To integrate with EFInject with your system you have to modify both the loadefinject.nsh and your startup.nsh. In loadefinject.nsh replace the exit command with whatever is necessary to boot the operating system under test. Then modify your startup.nsh so that you change the directory to the one where the EFInject file live and that loadefinject.nsh is called afterwards. Finally make sure that the default boot option is the internal EFI shell which calls the startup.nsh script.

Modify the operating so that it starts the appropriate tick script with root/Administrator privileges during boot.

Configuration

To configure EFInject, launch the EFInject helper application from the EFI Shell in the following way:

InjectReportApp configure [configuration string]

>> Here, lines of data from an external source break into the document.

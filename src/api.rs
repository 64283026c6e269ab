//! HTTP surface for the ingestion pipeline.
//!
//! - `POST /ingest` – Register `{tenant_id, source_id, bucket, key, overwrite?, tags?}` and
//!   return `202 {job_id}` immediately.
//! - `GET /jobs/:job_id` – Progress snapshot.
//! - `DELETE /jobs/:job_id` – Abort a queued job (`409` once it has started).
//! - `GET /jobs/:job_id/events` – Server-Sent Events: `progress` per transition, `heartbeat`
//!   while idle; the stream closes after the terminal event.
//! - `GET /search` – Ranked page `{results, next_cursor?}`; `tags` is a comma-separated list.
//! - `GET /metrics` – Pipeline counters and breaker states.

use crate::pipeline::{IngestError, IngestRequest, JobId, JobProgress};
use crate::processing::sanitize::parse_tag_list;
use crate::search::{SearchError, SearchQuery, SearchResultPage, SortBy};
use crate::service::{MetricsReport, PipelineApi};
use axum::{
    Json, Router,
    extract::{Path, Query, State},
    http::StatusCode,
    response::{
        IntoResponse, Response,
        sse::{Event, KeepAlive, Sse},
    },
    routing::{get, post},
};
use futures_util::StreamExt;
use serde::{Deserialize, Serialize};
use serde_json::json;
use std::sync::Arc;

const DEFAULT_TOP_K: usize = 10;

/// Build the HTTP router over a pipeline implementation.
pub fn create_router<S>(service: Arc<S>) -> Router
where
    S: PipelineApi + 'static,
{
    Router::new()
        .route("/ingest", post(start_ingest::<S>))
        .route(
            "/jobs/:job_id",
            get(job_progress::<S>).delete(abort_job::<S>),
        )
        .route("/jobs/:job_id/events", get(job_events::<S>))
        .route("/search", get(search::<S>))
        .route("/metrics", get(metrics::<S>))
        .with_state(service)
}

#[derive(Serialize)]
struct IngestAccepted {
    job_id: JobId,
}

async fn start_ingest<S>(
    State(service): State<Arc<S>>,
    Json(request): Json<IngestRequest>,
) -> Result<(StatusCode, Json<IngestAccepted>), AppError>
where
    S: PipelineApi,
{
    let job_id = service.start_ingest(request)?;
    Ok((StatusCode::ACCEPTED, Json(IngestAccepted { job_id })))
}

async fn job_progress<S>(
    State(service): State<Arc<S>>,
    Path(job_id): Path<String>,
) -> Result<Json<JobProgress>, AppError>
where
    S: PipelineApi,
{
    Ok(Json(service.job_progress(&JobId::from(job_id))?))
}

async fn abort_job<S>(
    State(service): State<Arc<S>>,
    Path(job_id): Path<String>,
) -> Result<Json<JobProgress>, AppError>
where
    S: PipelineApi,
{
    Ok(Json(service.abort(&JobId::from(job_id))?))
}

/// Progress as SSE. The client disconnecting drops the stream, which is all the cleanup needed.
async fn job_events<S>(
    State(service): State<Arc<S>>,
    Path(job_id): Path<String>,
) -> Result<Response, AppError>
where
    S: PipelineApi,
{
    let events = service
        .stream_progress(&JobId::from(job_id))?
        .map(|event| Event::default().event(event.name()).json_data(&event));
    Ok(Sse::new(events)
        .keep_alive(KeepAlive::default())
        .into_response())
}

/// Query string of `GET /search`.
#[derive(Deserialize)]
struct SearchParams {
    #[serde(default)]
    tenant_id: String,
    #[serde(default)]
    query: String,
    /// Parsed in the handler.
    #[serde(default)]
    top_k: Option<String>,
    #[serde(default)]
    cursor: Option<String>,
    #[serde(default)]
    doc_id: Option<String>,
    /// Comma-separated tag list; every tag must match.
    #[serde(default)]
    tags: Option<String>,
    #[serde(default)]
    sort_by: Option<String>,
}

impl SearchParams {
    fn top_k(&self) -> Result<usize, SearchError> {
        match self.top_k.as_deref().map(str::trim).filter(|raw| !raw.is_empty()) {
            None => Ok(DEFAULT_TOP_K),
            Some(raw) => raw.parse().map_err(|_| {
                SearchError::InvalidRequest(format!("top_k must be a positive integer, got `{raw}`"))
            }),
        }
    }

    fn sort_by(&self) -> Result<SortBy, SearchError> {
        match self.sort_by.as_deref().filter(|raw| !raw.trim().is_empty()) {
            None => Ok(SortBy::default()),
            Some(raw) => raw.parse(),
        }
    }
}

async fn search<S>(
    State(service): State<Arc<S>>,
    Query(params): Query<SearchParams>,
) -> Result<Json<SearchResultPage>, AppError>
where
    S: PipelineApi,
{
    let top_k = params.top_k()?;
    let sort_by = params.sort_by()?;
    let query = SearchQuery {
        tenant_id: params.tenant_id,
        query: params.query,
        top_k,
        cursor: params.cursor,
        doc_id: params.doc_id,
        tags: parse_tag_list(params.tags.as_deref()),
        sort_by,
    };
    Ok(Json(service.search(query).await?))
}

async fn metrics<S>(State(service): State<Arc<S>>) -> Json<MetricsReport>
where
    S: PipelineApi,
{
    Json(service.metrics_report())
}

enum AppError {
    Ingest(IngestError),
    Search(SearchError),
}

impl From<IngestError> for AppError {
    fn from(inner: IngestError) -> Self {
        Self::Ingest(inner)
    }
}

impl From<SearchError> for AppError {
    fn from(inner: SearchError) -> Self {
        Self::Search(inner)
    }
}

impl IntoResponse for AppError {
    fn into_response(self) -> Response {
        let (status, kind, message) = match &self {
            Self::Ingest(err) => {
                let (status, kind) = match err {
                    IngestError::InvalidRequest(_) => (StatusCode::BAD_REQUEST, "invalid_request"),
                    IngestError::UnknownJob(_) => (StatusCode::NOT_FOUND, "unknown_job"),
                    IngestError::NotAbortable { .. } => (StatusCode::CONFLICT, "not_abortable"),
                };
                (status, kind, err.to_string())
            }
            Self::Search(err) => {
                let (status, kind) = match err {
                    SearchError::InvalidRequest(_) => (StatusCode::BAD_REQUEST, "invalid_request"),
                    SearchError::BadCursor(_) => (StatusCode::BAD_REQUEST, "bad_cursor"),
                    SearchError::Unavailable { .. } => {
                        (StatusCode::SERVICE_UNAVAILABLE, "unavailable")
                    }
                    SearchError::Upstream(_) => (StatusCode::BAD_GATEWAY, "upstream"),
                    SearchError::DimensionMismatch(_) => {
                        (StatusCode::INTERNAL_SERVER_ERROR, "dimension_mismatch")
                    }
                };
                (status, kind, err.to_string())
            }
        };
        if status.is_server_error() {
            tracing::error!(status = status.as_u16(), kind, error = %message, "Request failed");
        } else {
            tracing::debug!(status = status.as_u16(), kind, error = %message, "Request rejected");
        }
        (status, Json(json!({ "error": kind, "message": message }))).into_response()
    }
}
//! Circuit breaker shared by every caller of one external dependency.
//!
//! State lives in atomics so concurrent jobs probing the same service never race through a
//! read-then-write window: failure counting is `fetch_add` and every state change is a
//! compare-and-swap from the expected prior state.

use serde::Serialize;
use std::sync::Arc;
use std::sync::atomic::{AtomicU8, AtomicU32, AtomicU64, Ordering};
use std::time::{Duration, Instant};

const CLOSED: u8 = 0;
const OPEN: u8 = 1;
const HALF_OPEN: u8 = 2;

/// Millisecond clock injected into breakers so tests can drive cool-downs by hand.
pub trait Clock: Send + Sync {
    /// Milliseconds elapsed since an arbitrary, fixed origin.
    fn now_ms(&self) -> u64;
}

/// Monotonic clock backed by [`Instant`].
#[derive(Debug)]
pub struct SystemClock {
    origin: Instant,
}

impl SystemClock {
    /// Start a clock whose origin is now.
    pub fn new() -> Self {
        Self {
            origin: Instant::now(),
        }
    }
}

impl Default for SystemClock {
    fn default() -> Self {
        Self::new()
    }
}

impl Clock for SystemClock {
    fn now_ms(&self) -> u64 {
        self.origin.elapsed().as_millis() as u64
    }
}

/// Clock that only moves when told to.
#[derive(Debug, Default)]
pub struct ManualClock {
    now_ms: AtomicU64,
}

impl ManualClock {
    /// Create a clock reading zero.
    pub fn new() -> Self {
        Self::default()
    }

    /// Move the clock forward.
    pub fn advance(&self, by: Duration) {
        self.now_ms
            .fetch_add(by.as_millis() as u64, Ordering::SeqCst);
    }
}

impl Clock for ManualClock {
    fn now_ms(&self) -> u64 {
        self.now_ms.load(Ordering::SeqCst)
    }
}

/// Observable breaker state.
#[derive(Debug, Clone, Copy, PartialEq, Eq, Serialize)]
#[serde(rename_all = "snake_case")]
pub enum BreakerState {
    /// Calls pass through.
    Closed,
    /// Calls fail fast until the cool-down elapses.
    Open,
    /// A bounded number of trial calls are admitted.
    HalfOpen,
}

impl BreakerState {
    fn from_raw(raw: u8) -> Self {
        match raw {
            OPEN => Self::Open,
            HALF_OPEN => Self::HalfOpen,
            _ => Self::Closed,
        }
    }
}

/// Tuning for a [`CircuitBreaker`].
#[derive(Debug, Clone, Copy, PartialEq, Eq)]
pub struct BreakerSettings {
    /// Failures within `window` that open the breaker.
    pub failure_threshold: u32,
    /// Rolling window over which failures accumulate.
    pub window: Duration,
    /// Time spent open before trial calls are admitted.
    pub cooldown: Duration,
    /// Trial calls admitted while half-open.
    pub half_open_trials: u32,
}

impl Default for BreakerSettings {
    fn default() -> Self {
        Self {
            failure_threshold: 5,
            window: Duration::from_secs(30),
            cooldown: Duration::from_secs(15),
            half_open_trials: 1,
        }
    }
}

/// Kind of admission a [`Permit`] represents.
#[derive(Debug, Clone, Copy, PartialEq, Eq)]
pub enum PermitKind {
    /// Regular call while closed.
    Normal,
    /// Trial call while half-open.
    Trial,
}

/// Admission granted by [`CircuitBreaker::try_acquire`]. Settle it with the call outcome.
///
/// A trial permit dropped without an outcome (the caller's future was cancelled) hands its
/// half-open slot back, so the breaker can still admit the next trial.
#[must_use = "settle the permit with record_success or record_failure"]
pub struct Permit<'a> {
    breaker: &'a CircuitBreaker,
    kind: PermitKind,
    epoch: u64,
    settled: bool,
}

impl Permit<'_> {
    /// Kind of admission.
    pub fn kind(&self) -> PermitKind {
        self.kind
    }

    /// Report that the admitted call succeeded.
    pub fn record_success(mut self) {
        self.settled = true;
        self.breaker.on_success(self.kind);
    }

    /// Report that the admitted call failed.
    pub fn record_failure(mut self) {
        self.settled = true;
        self.breaker.on_failure(self.kind);
    }
}

impl Drop for Permit<'_> {
    fn drop(&mut self) {
        if !self.settled && self.kind == PermitKind::Trial {
            self.breaker.release_trial(self.epoch);
        }
    }
}

/// Point-in-time view of a breaker for diagnostics.
#[derive(Debug, Clone, PartialEq, Eq, Serialize)]
pub struct BreakerSnapshot {
    /// Dependency guarded by the breaker.
    pub service: String,
    /// Current state.
    pub state: BreakerState,
    /// Failures counted in the current window.
    pub failures: u32,
}

/// Fail-fast guard for one external dependency.
pub struct CircuitBreaker {
    service: String,
    settings: BreakerSettings,
    clock: Arc<dyn Clock>,
    state: AtomicU8,
    failures: AtomicU32,
    window_started_ms: AtomicU64,
    opened_at_ms: AtomicU64,
    trials_in_flight: AtomicU32,
    /// Bumped whenever the trial budget is reset; stale trial permits must not release slots.
    epoch: AtomicU64,
}

impl CircuitBreaker {
    /// Build a breaker using the system clock.
    pub fn new(service: impl Into<String>, settings: BreakerSettings) -> Self {
        Self::with_clock(service, settings, Arc::new(SystemClock::new()))
    }

    /// Build a breaker reading time from `clock`.
    pub fn with_clock(
        service: impl Into<String>,
        settings: BreakerSettings,
        clock: Arc<dyn Clock>,
    ) -> Self {
        let now = clock.now_ms();
        Self {
            service: service.into(),
            settings,
            clock,
            state: AtomicU8::new(CLOSED),
            failures: AtomicU32::new(0),
            window_started_ms: AtomicU64::new(now),
            opened_at_ms: AtomicU64::new(0),
            trials_in_flight: AtomicU32::new(0),
            epoch: AtomicU64::new(0),
        }
    }

    /// Name of the guarded dependency.
    pub fn service(&self) -> &str {
        &self.service
    }

    /// Current state. An open breaker whose cool-down has elapsed reports `Open` until the
    /// next call attempts admission.
    pub fn state(&self) -> BreakerState {
        BreakerState::from_raw(self.state.load(Ordering::Acquire))
    }

    /// Diagnostics snapshot.
    pub fn snapshot(&self) -> BreakerSnapshot {
        BreakerSnapshot {
            service: self.service.clone(),
            state: self.state(),
            failures: self.failures.load(Ordering::Acquire),
        }
    }

    /// Ask to place a call. `None` means the breaker is open and the call must not be made.
    pub fn try_acquire(&self) -> Option<Permit<'_>> {
        loop {
            match self.state.load(Ordering::Acquire) {
                CLOSED => return Some(self.permit(PermitKind::Normal, 0)),
                OPEN => {
                    let opened_at = self.opened_at_ms.load(Ordering::Acquire);
                    let elapsed = self.clock.now_ms().saturating_sub(opened_at);
                    if elapsed < self.settings.cooldown.as_millis() as u64 {
                        return None;
                    }
                    if self
                        .state
                        .compare_exchange(OPEN, HALF_OPEN, Ordering::AcqRel, Ordering::Acquire)
                        .is_ok()
                    {
                        tracing::info!(
                            service = %self.service,
                            trials = self.settings.half_open_trials,
                            "Circuit breaker half-open"
                        );
                    }
                }
                _ => {
                    let epoch = self.epoch.load(Ordering::Acquire);
                    let taken = self.trials_in_flight.fetch_add(1, Ordering::AcqRel);
                    if taken < self.settings.half_open_trials {
                        return Some(self.permit(PermitKind::Trial, epoch));
                    }
                    self.trials_in_flight.fetch_sub(1, Ordering::AcqRel);
                    return None;
                }
            }
        }
    }

    fn permit(&self, kind: PermitKind, epoch: u64) -> Permit<'_> {
        Permit {
            breaker: self,
            kind,
            epoch,
            settled: false,
        }
    }

    fn on_success(&self, kind: PermitKind) {
        match kind {
            PermitKind::Normal => self.failures.store(0, Ordering::Release),
            PermitKind::Trial => {
                if self
                    .state
                    .compare_exchange(HALF_OPEN, CLOSED, Ordering::AcqRel, Ordering::Acquire)
                    .is_ok()
                {
                    self.reset_trials();
                    self.failures.store(0, Ordering::Release);
                    self.window_started_ms
                        .store(self.clock.now_ms(), Ordering::Release);
                    tracing::info!(service = %self.service, "Circuit breaker closed");
                }
            }
        }
    }

    fn on_failure(&self, kind: PermitKind) {
        match kind {
            PermitKind::Trial => self.trip(HALF_OPEN),
            PermitKind::Normal => {
                let now = self.clock.now_ms();
                let started = self.window_started_ms.load(Ordering::Acquire);
                if now.saturating_sub(started) > self.settings.window.as_millis() as u64
                    && self
                        .window_started_ms
                        .compare_exchange(started, now, Ordering::AcqRel, Ordering::Acquire)
                        .is_ok()
                {
                    self.failures.store(0, Ordering::Release);
                }
                let count = self.failures.fetch_add(1, Ordering::AcqRel) + 1;
                if count >= self.settings.failure_threshold {
                    self.trip(CLOSED);
                }
            }
        }
    }

    /// Give back the slot of a trial that ended without an outcome.
    fn release_trial(&self, epoch: u64) {
        if self.epoch.load(Ordering::Acquire) != epoch {
            return;
        }
        let released = self
            .trials_in_flight
            .fetch_update(Ordering::AcqRel, Ordering::Acquire, |taken| {
                taken.checked_sub(1)
            })
            .is_ok();
        if released {
            tracing::debug!(service = %self.service, "Abandoned trial call released its slot");
        }
    }

    fn reset_trials(&self) {
        self.epoch.fetch_add(1, Ordering::AcqRel);
        self.trials_in_flight.store(0, Ordering::Release);
    }

    fn trip(&self, from: u8) {
        if self.state.load(Ordering::Acquire) != from {
            return;
        }
        self.opened_at_ms
            .store(self.clock.now_ms(), Ordering::Release);
        self.reset_trials();
        if self
            .state
            .compare_exchange(from, OPEN, Ordering::AcqRel, Ordering::Acquire)
            .is_ok()
        {
            tracing::warn!(
                service = %self.service,
                from = ?BreakerState::from_raw(from),
                failures = self.failures.load(Ordering::Acquire),
                cooldown_ms = self.settings.cooldown.as_millis() as u64,
                "Circuit breaker opened"
            );
        }
    }
}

The configuration string consists of four parameters delimited by semicolons:

  • the trigger mechanism, currently oneshot or interval

  • the trigger parameters, which is the number of ticks until the first or between the injections, depending on the selected trigger

  • the injection mechanism, currently reset, memory or register 1

  • the injection parameter

    • for the reset injector: the parameter is ignored

    • for the memory injector: three hexadecimal values separated by commas: the virtual memory address for the injection, an OR- and an XOR-parameter; the injection semantic is

      *memoryLocation = (*memoryLocation | orParameter) ^ xorParameter
    • for the register injector: three values, also using hexadecimal numbers: the uppercase name of a general purpose register, and the OR- and XOR-parameter already described for the memory injector

Both injectors always work with native-sized memory words, i.e. with DWORDs on IA32 and with QWORDs on X64.

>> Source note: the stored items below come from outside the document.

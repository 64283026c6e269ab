//! Embedding client abstraction and adapters.
//!
//! Every backend converts a batch of texts into one vector per text, in input order. HTTP
//! backends report non-success responses as [`EmbeddingClientError::Upstream`] so the gateway
//! and the pipeline can tell a struggling provider from a malformed request.

mod ollama;
mod openai;

pub use ollama::OllamaEmbeddingClient;
pub use openai::OpenAIEmbeddingClient;

use crate::config::{Config, EmbeddingProvider};
use crate::gateway::Retryable;
use async_trait::async_trait;
use std::sync::Arc;
use thiserror::Error;

/// Errors raised by embedding providers.
#[derive(Debug, Error)]
pub enum EmbeddingClientError {
    /// Provider answered with a non-success status.
    #[error("Embedding provider returned {status}: {body}")]
    Upstream {
        /// HTTP status code.
        status: u16,
        /// Response body.
        body: String,
    },
    /// HTTP layer failed before receiving a response.
    #[error("Embedding request failed: {0}")]
    Http(#[from] reqwest::Error),
    /// Provider response did not match the request.
    #[error("Malformed embedding response: {0}")]
    InvalidResponse(String),
    /// Client configuration or input cannot be used.
    #[error("Invalid embedding request: {0}")]
    InvalidInput(String),
}

impl Retryable for EmbeddingClientError {
    fn is_retryable(&self) -> bool {
        match self {
            Self::Upstream { status, .. } => *status >= 500 || *status == 429,
            Self::Http(err) => err.is_timeout() || err.is_connect() || err.is_request(),
            Self::InvalidResponse(_) | Self::InvalidInput(_) => false,
        }
    }
}

/// Interface implemented by embedding backends.
#[async_trait]
pub trait EmbeddingClient: Send + Sync {
    /// Produce one embedding vector per supplied text, in the same order.
    async fn embed(&self, texts: Vec<String>) -> Result<Vec<Vec<f32>>, EmbeddingClientError>;
}

/// Deterministic embedding client that hashes bytes into vector slots; needs no provider.
pub struct HashEmbeddingClient {
    dimension: usize,
}

impl HashEmbeddingClient {
    /// Construct a client producing vectors of `dimension` components.
    pub const fn new(dimension: usize) -> Self {
        Self { dimension }
    }

    fn encode(text: &str, dimension: usize) -> Vec<f32> {
        let mut embedding = vec![0.0_f32; dimension];

        for (idx, byte) in text.to_lowercase().bytes().enumerate() {
            let position = (usize::from(byte) * 31 + idx % 7) % dimension;
            embedding[position] += 1.0;
        }

        let norm = embedding
            .iter()
            .map(|value| value * value)
            .sum::<f32>()
            .sqrt();

        if norm > 0.0 {
            for value in &mut embedding {
                *value /= norm;
            }
        }

        embedding
    }
}

#[async_trait]
impl EmbeddingClient for HashEmbeddingClient {
    async fn embed(&self, texts: Vec<String>) -> Result<Vec<Vec<f32>>, EmbeddingClientError> {
        if self.dimension == 0 {
            return Err(EmbeddingClientError::InvalidInput(
                "embedding dimension must be greater than zero".to_string(),
            ));
        }

        Ok(texts
            .iter()
            .map(|text| Self::encode(text, self.dimension))
            .collect())
    }
}

/// Build the embedding client selected by configuration.
pub fn build_embedding_client(
    config: &Config,
) -> Result<Arc<dyn EmbeddingClient>, EmbeddingClientError> {
    tracing::info!(
        provider = ?config.embedding_provider,
        model = %config.embedding_model,
        dimension = config.embedding_dimension,
        "Initializing embedding client"
    );
    let client: Arc<dyn EmbeddingClient> = match config.embedding_provider {
        EmbeddingProvider::Hash => Arc::new(HashEmbeddingClient::new(config.embedding_dimension)),
        EmbeddingProvider::Ollama => Arc::new(OllamaEmbeddingClient::new(
            &config.ollama_url,
            &config.embedding_model,
        )?),
        EmbeddingProvider::OpenAI => {
            let api_key = config.openai_api_key.clone().ok_or_else(|| {
                EmbeddingClientError::InvalidInput("OPENAI_API_KEY is required".to_string())
            })?;
            Arc::new(OpenAIEmbeddingClient::new(
                &config.openai_base_url,
                api_key,
                &config.embedding_model,
                Some(config.embedding_dimension),
            )?)
        }
    };
    Ok(client)
}

#[cfg(test)]
mod tests {
    use super::*;

    #[tokio::test]
    async fn hash_client_is_deterministic_and_normalized() {
        let client = HashEmbeddingClient::new(16);
        let vectors = client
            .embed(vec!["alpha beta".into(), "alpha beta".into(), "".into()])
            .await
            .expect("vectors");
        assert_eq!(vectors.len(), 3);
        assert_eq!(vectors[0], vectors[1]);
        assert!(vectors.iter().all(|vector| vector.len() == 16));

        let norm: f32 = vectors[0].iter().map(|v| v * v).sum::<f32>().sqrt();
        assert!((norm - 1.0).abs() < 1e-5);
        assert!(vectors[2].iter().all(|v| *v == 0.0));
    }

    #[test]
    fn upstream_classification() {
        let busy = EmbeddingClientError::Upstream {
            status: 503,
            body: String::new(),
        };
        let rejected = EmbeddingClientError::Upstream {
            status: 400,
            body: String::new(),
        };
        assert!(busy.is_retryable());
        assert!(!rejected.is_retryable());
        assert!(!EmbeddingClientError::InvalidResponse("x".into()).is_retryable());
    }
}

The OR-XOR-semantics allow for four different actions for each bit in the register/memory location:

  • or=0, xor=0: no action
  • or=0, xor=1: flip bit
  • or=1, xor=0: set to 1
  • or=1, xor=1: set to 0

At this time the supported registers are:

  • for IA32: EFLAGS 2, EDI, ESI, EBP, EBX, EDX, ECX, EAX
  • for X64: RFLAGS 3, RAX, RBX, RCX, RDX, RDI, RSI, R8, R9, R10, R11, R12, R13, R14, R15, RBP
1.
^ There is a third injection method called nop which does nothing and ignores its configuration parameter but can be used to test the infrastructure. No crashes should occur when using the nop injector.
2.
^ Not all flags of EFLAGS are supported: VM, RF, VIP and VIF are ignored.
3.
^ The EFLAGS restrictions apply and the upper 32 bit of RFLAGS are ignored.

Configuration Examples

interval;3;register;EAX,00000000,0000000F
flips the lower four bits of the general-purpose EAX register on every third tick (IA32)
oneshot;4;register;RAX,1,0
sets the least-significant bit of RAX
interval;3;memory;F0,0,1
flips the least-significant bit of the memory cell at 0x000000f0

Troubleshooting

If something does not work, try the following steps:

The configuration oneshot;1;nop; should always be valid regardless of the underlying platform. Therefore the following commands should always work and result in a running driver:

InjectReportApp.efi configure oneshot;1;nop;
load InjectReportDxe.efi

To test the driver itself, you can issue commands from the EFI shell. As the driver uses the variable interface to communicate with the shell and operating systems, you can use the dmpstore tool to run some tests. The following command should print some data showing a UTF16-encoded Callback works! string:

dmpstore Test

If you run Linux as an operating system after loading the driver, the equivalent to the command above would be: (run as root)

hd /sys/firmware/efi/vars/Test-8b1cd116-7f14-4594-8474-edbebda318ce/data

In the commands above, you can replace the verb Test with Inject to perform an immediate injection (independent of any trigger) or Tick to call the trigger once.